JICA海外協力隊の世界日記

セントルシア便り

隊員Gのセントルシア日記_97 〜Artificial Intelligence〜

 今回は、セントルシアの学校教育を揺るがすAIについて、お話をしたいと思います。私の配属先のカレッジでも、宿題(評価対象)の問題を、AIの力を借りて解く学生がいます。今はもう、宿題を写真撮影して、AIに見せるだけで、瞬時に解答を導き出してくれますので、難しい操作は不要です。やろうと思えば、誰もが、簡単にAIを利用して、宿題を仕上げることができるのです。宿題の出来がとても良いので、気分を良くしていると、その後の小テストの点数は低く、がっかりさせられる例が少なくありません。小テストは教室内で実施しますので、さすがにAIに頼ることはできませんからね。「宿題にしっかり取り組まないと、知識や技能が身につかず、小テストや最終テストで合格点が取れないよ。」などと、懸命に説得を試みるのですが、それでも楽な方へと流される学生は後を絶ちません。それならば、と言わんばかりに、YuJa Verity というオンライン作業を監督するアプリを導入し、作業中の動画とともに、評価物を提出させる先生まで出てきました。教師と学生の美しい信頼関係は、一体どこへ行ってしまったのでしょうね。

 これまでは、中等教育の卒業試験(CSEC)や大学進学等に用いられる資格試験(CAPE)において、School-Based Assessment(SBA)という、学校単位で評価される調査やレポートやプロジェクトなどの学習活動も、成績の一部として組み込まれてきました。ところが、例によって、数学や理科や英語などのSBAにおいては、AIによる代作との判別がしづらい、という状況が発生するようになったのです。そこで、この夏、統括するCaribbean Examinations Council(CXC)は、非実技科目のSBAを、Paper 032という試験形式(試験会場実施)に、順次切り替えていくことを発表しました。「どのレベルの知識と技能があれば、合格して入学することが出来るのだろう?」という大学現場での不思議は、解消されるのでしょうか。 

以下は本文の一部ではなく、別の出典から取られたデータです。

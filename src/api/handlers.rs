//! API Handlers
//!
//! HTTP request handlers for each lookup endpoint.

use std::sync::Arc;
use tokio::sync::Mutex;

use axum::{
    extract::{Path, Query, State},
    http::{header::COOKIE, HeaderMap},
    Json,
};

use crate::cache::MessageCache;
use crate::error::{IntuitionError, Result};
use crate::lang;
use crate::models::{
    DomainMessagesResponse, HealthResponse, LookupQuery, MessageResponse, StatsResponse,
};

/// Application state shared across all handlers.
///
/// Cache access runs on the blocking pool since lookups may hit the disk
/// and the network. The mutex covers the whole check-then-fetch sequence,
/// so one (domain, language) pair is never downloaded twice concurrently.
#[derive(Clone)]
pub struct AppState {
    /// Shared message cache
    pub cache: Arc<Mutex<MessageCache>>,
    /// Language used when neither query nor cookie names one
    pub default_language: String,
}

impl AppState {
    /// Creates a new AppState around the given cache.
    pub fn new(cache: MessageCache) -> Self {
        let default_language = cache.default_language().to_string();
        Self {
            cache: Arc::new(Mutex::new(cache)),
            default_language,
        }
    }

    /// Creates a new AppState from configuration.
    ///
    /// Builds a blocking HTTP client; call from a blocking context.
    pub fn from_config(config: &crate::config::Config) -> Result<Self> {
        Ok(Self::new(MessageCache::from_config(config)?))
    }

    /// Picks the language for a request: `lang` query parameter, then the
    /// `TsIntuition_userlang` cookie, then the default.
    fn request_language(&self, query: &LookupQuery, headers: &HeaderMap) -> String {
        if let Some(language) = query.language() {
            return language.to_string();
        }
        let cookies = headers.get(COOKIE).and_then(|value| value.to_str().ok());
        lang::resolve_language(cookies, &self.default_language)
    }

    /// Runs `f` against the cache on the blocking pool.
    async fn with_cache<T, F>(&self, f: F) -> Result<T>
    where
        F: FnOnce(&mut MessageCache) -> Result<T> + Send + 'static,
        T: Send + 'static,
    {
        let cache = self.cache.clone();
        tokio::task::spawn_blocking(move || {
            let mut cache = cache.blocking_lock();
            f(&mut cache)
        })
        .await
        .map_err(|e| IntuitionError::Internal(e.to_string()))?
    }
}

/// Handler for GET /msg/:domain/:key
///
/// Looks up one message in the given domain.
pub async fn lookup_handler(
    State(state): State<AppState>,
    Path((domain, key)): Path<(String, String)>,
    Query(query): Query<LookupQuery>,
    headers: HeaderMap,
) -> Result<Json<MessageResponse>> {
    let language = state.request_language(&query, &headers);

    let (domain, key, language, message) = state
        .with_cache(move |cache| {
            if query.force {
                cache.get_domain_messages(&domain, &language, true)?;
            }
            let message = cache.get(&key, Some(&domain), Some(&language))?;
            Ok((domain, key, language, message))
        })
        .await?;

    Ok(Json(MessageResponse::new(domain, language, key, message)))
}

/// Handler for GET /msg/:key
///
/// Looks up one message in the configured default domain.
pub async fn lookup_default_handler(
    State(state): State<AppState>,
    Path(key): Path<String>,
    Query(query): Query<LookupQuery>,
    headers: HeaderMap,
) -> Result<Json<MessageResponse>> {
    let language = state.request_language(&query, &headers);

    let (domain, key, language, message) = state
        .with_cache(move |cache| {
            let message = cache.get(&key, None, Some(&language))?;
            let domain = cache.default_domain().unwrap_or_default().to_string();
            Ok((domain, key, language, message))
        })
        .await?;

    Ok(Json(MessageResponse::new(domain, language, key, message)))
}

/// Handler for GET /messages/:domain
///
/// Returns the whole message set of a domain.
pub async fn domain_messages_handler(
    State(state): State<AppState>,
    Path(domain): Path<String>,
    Query(query): Query<LookupQuery>,
    headers: HeaderMap,
) -> Result<Json<DomainMessagesResponse>> {
    let language = state.request_language(&query, &headers);

    let (domain, language, messages) = state
        .with_cache(move |cache| {
            let messages = cache
                .get_domain_messages(&domain, &language, query.force)?
                .clone();
            Ok((domain, language, messages))
        })
        .await?;

    Ok(Json(DomainMessagesResponse::new(domain, language, messages)))
}

/// Handler for GET /stats
///
/// Returns current cache statistics.
pub async fn stats_handler(State(state): State<AppState>) -> Json<StatsResponse> {
    let cache = state.cache.lock().await;
    Json(StatsResponse::from(cache.stats()))
}

/// Handler for GET /health
///
/// Returns server health status.
pub async fn health_handler() -> Json<HealthResponse> {
    Json(HealthResponse::healthy())
}

#[cfg(test)]
mod tests {
    use super::*;
    use crate::cache::SystemClock;
    use crate::config::Config;
    use crate::fetch::fake::FakeFetcher;
    use axum::http::HeaderValue;
    use tempfile::tempdir;

    fn state_with_language(language: &str) -> (AppState, tempfile::TempDir) {
        let dir = tempdir().unwrap();
        let config = Config {
            language: language.to_string(),
            translation_path: dir.path().to_path_buf(),
            ..Config::default()
        };
        let cache = MessageCache::new(
            &config,
            Box::new(FakeFetcher::default()),
            Arc::new(SystemClock),
        )
        .unwrap();
        (AppState::new(cache), dir)
    }

    #[test]
    fn test_request_language_precedence() {
        let (state, _dir) = state_with_language("en");
        let mut headers = HeaderMap::new();
        headers.insert(COOKIE, HeaderValue::from_static("TsIntuition_userlang=de"));

        let from_query = LookupQuery {
            lang: Some("fr".to_string()),
            force: false,
        };
        assert_eq!(state.request_language(&from_query, &headers), "fr");
        assert_eq!(state.request_language(&LookupQuery::default(), &headers), "de");
        assert_eq!(
            state.request_language(&LookupQuery::default(), &HeaderMap::new()),
            "en"
        );
    }
}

 私は、2023年3月に大阪の私立学校を定年退職しましたが、その頃は、まだ教員とAIとの利害関係は認識されていませんでした。ちょうど、ChatGPTの足音が、日本の職員室にも聞こえ出した頃で、興味本位の期待感をもって、成り行きを見守っていたような記憶があります。「生成AIは、Python(プログラミング言語)でプログラムを書いてくれるらしいぞ!」「定性評価のルーブリック(評価基準表)も提案してくれるらしいぜ!」と、新しもの好きの教員が情報を提供してくれる日常がありました。実際に、簡単な命令をAIに送ってみると、まるで魔法を見るかのように、ほんの数秒で答えを導き出してくれるではありませんか。私も、それまで妻に頼んでいた文章原稿のフィードバックを、早速AIに依頼するようにしました。忙しい妻の場合は、待ち時間も入れると1〜2週間ほどかかっていたのですが、AIの場合は待ち時間もなく、あっと言う間にフィードバックを与えてくれるのですから。

 さて、現在は、JICA海外協力隊として、カレッジで学生に数学を教える日々です。教科書がありませんので、教材を自分自身で創作する必要があるのですが、生成AIがなくてはならない存在となっています。読者の皆さんが、AIをどのように位置づけておられるかは、千差万別であることでしょう。少なくとも、私にとっては、膨大なデータベースの中から、瞬時に適切な演習問題を選び出し、提案してくれる、忠実で心強い仕事仲間です。もちろん、最終的には私自身が、学生の学力に合わせて取捨選択し、問題を精選する必要があります。解答例も、たまに間違っていますので、入念なチェックが必要です。しかし、数学記号の表記に、世界標準のLaTexを使用してくれますので、エディターとの連携もシームレスで、ストレスを全く感じません。大幅な時間短縮によって生まれた時間を、学習者主体の学びを実現するための創意工夫に充てることができるのです。

 そして、学生たちには、究極のAI利用法を推奨しています。それは、

「先生がどんな問題をテストに出題するかを、AIに尋ねてごらん。」

です。きっと世界中のデータベースの中から、無尽蔵に、相応しい練習問題を与えてくれることでしょう。命令によっては、解答例だけでなく、気を利かせて、学習方法に関するアドバイスを与えてくれるかもしれませんよ。とてもフェアで、学生たちのためになる、AI利用法だと思いませんか。

 ただし、AIが間違う可能性があるので、ご用心。少しでも「おかしい!」と感じたら、先生に相談してね。また、予想問題がズバリ的中する可能性を、期待する人がいるかもしれません。残念ながら、さすがに、テスト作成には、私はAIを利用しませんよ。